(Beginning of Information shown)

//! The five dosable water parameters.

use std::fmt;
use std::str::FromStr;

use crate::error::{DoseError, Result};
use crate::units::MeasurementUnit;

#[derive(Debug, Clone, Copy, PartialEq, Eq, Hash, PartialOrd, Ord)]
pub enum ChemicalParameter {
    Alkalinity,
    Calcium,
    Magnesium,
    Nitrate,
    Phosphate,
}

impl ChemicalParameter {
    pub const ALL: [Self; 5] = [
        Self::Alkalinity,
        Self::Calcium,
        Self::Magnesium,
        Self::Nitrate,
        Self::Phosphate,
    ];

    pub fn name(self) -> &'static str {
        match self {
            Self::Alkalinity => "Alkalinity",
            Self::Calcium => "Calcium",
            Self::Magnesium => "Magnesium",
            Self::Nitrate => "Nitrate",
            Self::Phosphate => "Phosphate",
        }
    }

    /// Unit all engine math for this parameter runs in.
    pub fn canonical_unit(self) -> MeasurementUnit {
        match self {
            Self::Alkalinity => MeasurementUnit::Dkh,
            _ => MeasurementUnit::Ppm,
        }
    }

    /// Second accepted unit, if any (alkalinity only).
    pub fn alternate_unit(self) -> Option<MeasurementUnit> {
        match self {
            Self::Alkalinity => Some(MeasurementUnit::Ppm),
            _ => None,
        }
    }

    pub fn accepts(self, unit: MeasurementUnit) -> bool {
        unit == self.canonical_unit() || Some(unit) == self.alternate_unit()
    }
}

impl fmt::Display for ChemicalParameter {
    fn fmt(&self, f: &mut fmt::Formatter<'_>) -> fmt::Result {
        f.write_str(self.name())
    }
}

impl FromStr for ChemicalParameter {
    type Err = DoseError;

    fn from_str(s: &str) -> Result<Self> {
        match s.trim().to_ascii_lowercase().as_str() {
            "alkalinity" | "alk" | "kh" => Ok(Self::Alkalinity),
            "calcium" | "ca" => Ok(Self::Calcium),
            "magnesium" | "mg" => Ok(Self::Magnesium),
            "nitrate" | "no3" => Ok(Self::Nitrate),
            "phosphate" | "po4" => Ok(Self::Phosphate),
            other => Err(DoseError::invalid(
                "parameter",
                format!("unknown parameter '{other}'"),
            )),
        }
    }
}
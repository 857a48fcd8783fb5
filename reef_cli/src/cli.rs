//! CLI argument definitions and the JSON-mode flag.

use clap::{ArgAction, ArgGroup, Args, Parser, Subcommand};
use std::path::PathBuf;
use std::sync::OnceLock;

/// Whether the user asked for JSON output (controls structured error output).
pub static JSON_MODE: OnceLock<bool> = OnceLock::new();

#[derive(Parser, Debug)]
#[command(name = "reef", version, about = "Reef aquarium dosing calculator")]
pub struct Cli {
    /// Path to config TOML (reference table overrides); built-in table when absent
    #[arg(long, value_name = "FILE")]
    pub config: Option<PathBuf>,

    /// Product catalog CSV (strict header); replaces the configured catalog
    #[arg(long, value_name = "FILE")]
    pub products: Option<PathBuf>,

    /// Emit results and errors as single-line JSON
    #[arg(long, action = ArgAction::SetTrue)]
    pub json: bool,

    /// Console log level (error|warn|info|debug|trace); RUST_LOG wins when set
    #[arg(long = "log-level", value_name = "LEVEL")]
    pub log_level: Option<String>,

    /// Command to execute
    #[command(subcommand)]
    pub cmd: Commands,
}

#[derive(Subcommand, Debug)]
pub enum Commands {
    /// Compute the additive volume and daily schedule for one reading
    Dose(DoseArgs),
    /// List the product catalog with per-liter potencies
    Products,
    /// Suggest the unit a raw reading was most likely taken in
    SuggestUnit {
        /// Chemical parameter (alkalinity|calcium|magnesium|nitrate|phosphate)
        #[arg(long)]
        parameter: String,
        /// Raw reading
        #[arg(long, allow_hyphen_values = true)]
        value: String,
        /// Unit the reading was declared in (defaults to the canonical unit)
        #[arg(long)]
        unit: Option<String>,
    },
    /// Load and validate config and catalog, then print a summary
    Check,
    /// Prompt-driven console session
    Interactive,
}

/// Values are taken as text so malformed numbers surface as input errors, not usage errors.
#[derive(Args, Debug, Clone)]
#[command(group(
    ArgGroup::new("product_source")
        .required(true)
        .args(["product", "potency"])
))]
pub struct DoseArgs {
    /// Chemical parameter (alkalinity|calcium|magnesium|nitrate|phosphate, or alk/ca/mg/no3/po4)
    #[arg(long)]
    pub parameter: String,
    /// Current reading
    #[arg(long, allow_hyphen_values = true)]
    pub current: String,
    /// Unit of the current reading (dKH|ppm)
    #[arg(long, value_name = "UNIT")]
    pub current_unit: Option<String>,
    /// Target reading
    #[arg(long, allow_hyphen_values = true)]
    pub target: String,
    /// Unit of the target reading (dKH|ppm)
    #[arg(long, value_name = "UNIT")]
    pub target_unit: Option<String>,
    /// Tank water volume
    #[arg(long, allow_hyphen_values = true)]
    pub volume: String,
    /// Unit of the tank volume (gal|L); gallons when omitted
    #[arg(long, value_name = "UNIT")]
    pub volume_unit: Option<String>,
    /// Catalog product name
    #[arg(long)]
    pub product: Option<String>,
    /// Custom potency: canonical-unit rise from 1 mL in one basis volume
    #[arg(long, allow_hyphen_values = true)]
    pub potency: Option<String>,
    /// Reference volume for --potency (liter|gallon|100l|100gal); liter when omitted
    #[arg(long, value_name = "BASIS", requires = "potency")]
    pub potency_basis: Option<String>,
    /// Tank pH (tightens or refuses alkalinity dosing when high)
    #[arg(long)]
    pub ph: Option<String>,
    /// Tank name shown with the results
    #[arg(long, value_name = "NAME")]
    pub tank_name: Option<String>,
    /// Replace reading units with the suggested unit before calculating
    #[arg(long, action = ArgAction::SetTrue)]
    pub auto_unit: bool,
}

(End of Information shown)

(Directions):
What are the exact lines from the beginning of the material through the line containing "pub fn name(self)"? Write out those lines alone.

(Answer box):
//! The five dosable water parameters.

use std::fmt;
use std::str::FromStr;

use crate::error::{DoseError, Result};
use crate::units::MeasurementUnit;

#[derive(Debug, Clone, Copy, PartialEq, Eq, Hash, PartialOrd, Ord)]
pub enum ChemicalParameter {
    Alkalinity,
    Calcium,
    Magnesium,
    Nitrate,
    Phosphate,
}

impl ChemicalParameter {
    pub const ALL: [Self; 5] = [
        Self::Alkalinity,
        Self::Calcium,
        Self::Magnesium,
        Self::Nitrate,
        Self::Phosphate,
    ];

    pub fn name(self) -> &'static str {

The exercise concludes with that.